La difficulté du maniement des AntiVitamines K (AVK) tient à une grande variabilité inter- et intra-individuelle de la réponse au traitement et à une marge thérapeutique étroite de ces médicaments. Pour ces raisons ils constituent la première cause de mortalité iatrogène en France. Il est connu depuis très longtemps que la dose à l’équilibre dépend de facteurs démographiques ou environnementaux tels que l’âge, les comorbidités ou pathologies intercurrents aigües, les médicaments coprescrits interférant avec les AVK et les apports alimentaires en vitamine K.

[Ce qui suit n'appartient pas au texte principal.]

//! JSON line I/O for the CLI
//!
//! - Input: one JSON document per line
//! - Output: one JSON object per line, `{"status": "ok", "data": ...}` or
//!   `{"status": "error", "code": ..., "severity": ..., "message": ...}`
//! - UTF-8 only

use std::io::{BufRead, Write};

use serde_json::Value;

use super::errors::{CliError, CliResult};

/// Read JSON documents line by line, skipping blank lines
pub fn read_documents<R: BufRead>(input: R) -> impl Iterator<Item = CliResult<Value>> {
    input
        .lines()
        .enumerate()
        .filter_map(|(index, line)| match line {
            Ok(line) if line.trim().is_empty() => None,
            Ok(line) => Some(serde_json::from_str(&line).map_err(|source| CliError::Input {
                line: index + 1,
                source,
            })),
            Err(e) => Some(Err(CliError::from(e))),
        })
}

/// Write a success line
pub fn write_response_to<W: Write>(out: &mut W, data: Value) -> CliResult<()> {
    let response = serde_json::json!({
        "status": "ok",
        "data": data
    });
    write_line(out, &response)
}

/// Write an error line
pub fn write_error_to<W: Write>(out: &mut W, err: &CliError) -> CliResult<()> {
    let response = serde_json::json!({
        "status": "error",
        "code": err.code(),
        "severity": err.severity().to_string(),
        "message": err.to_string()
    });
    write_line(out, &response)
}

fn write_line<W: Write>(out: &mut W, response: &Value) -> CliResult<()> {
    serde_json::to_writer(&mut *out, response)?;
    writeln!(out)?;
    out.flush()?;
    Ok(())
}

Plus récemment ont été identifiés des polymorphismes génétiques affectant l’enzyme cible des AVK (vitamine K epoxyde reductase ou VKORC1) ou celle du métabolisme des AVK (isoforme 2C9 du cytochrome P450 – CYPC2C9 pour les dérivés coumariniques). La fréquence de ces polymorphisme est très variable en fonction de l’origine ethnique des patients. Dans la population caucasienne, 1 patient sur 3 présente au moins un allèle muté pour CYPC2C9. Du fait de l’activité diminuée de l’enzyme, le métabolisme de l’AVK est ralenti (métaboliseurs lents). Il en résulte un allongement du délai d’atteinte de l’équilibre, une diminution des doses nécessaires à l’équilibre et surtout un risque accru de surdosage et d’accident hémorragique pour ces sujets. De même, des polymorphismes au sein du gène VKORC1 (haplotype A et B, de fréquence respective de 35 et 65% chez les caucasiens) induisent des réponses différentes au traitement. Les sujets A/A ont une dose à l’équilibre plus faible que les A/B et les B/B (2,7 mg de Warfarine/4,9/6,2). Ceci s’explique probablement par une affinité plus grande des AVK pour les formes A, permettant l’inhibition de cette enzyme et la synthèse de PIVKA pour des doses réduites par rapport aux formes B.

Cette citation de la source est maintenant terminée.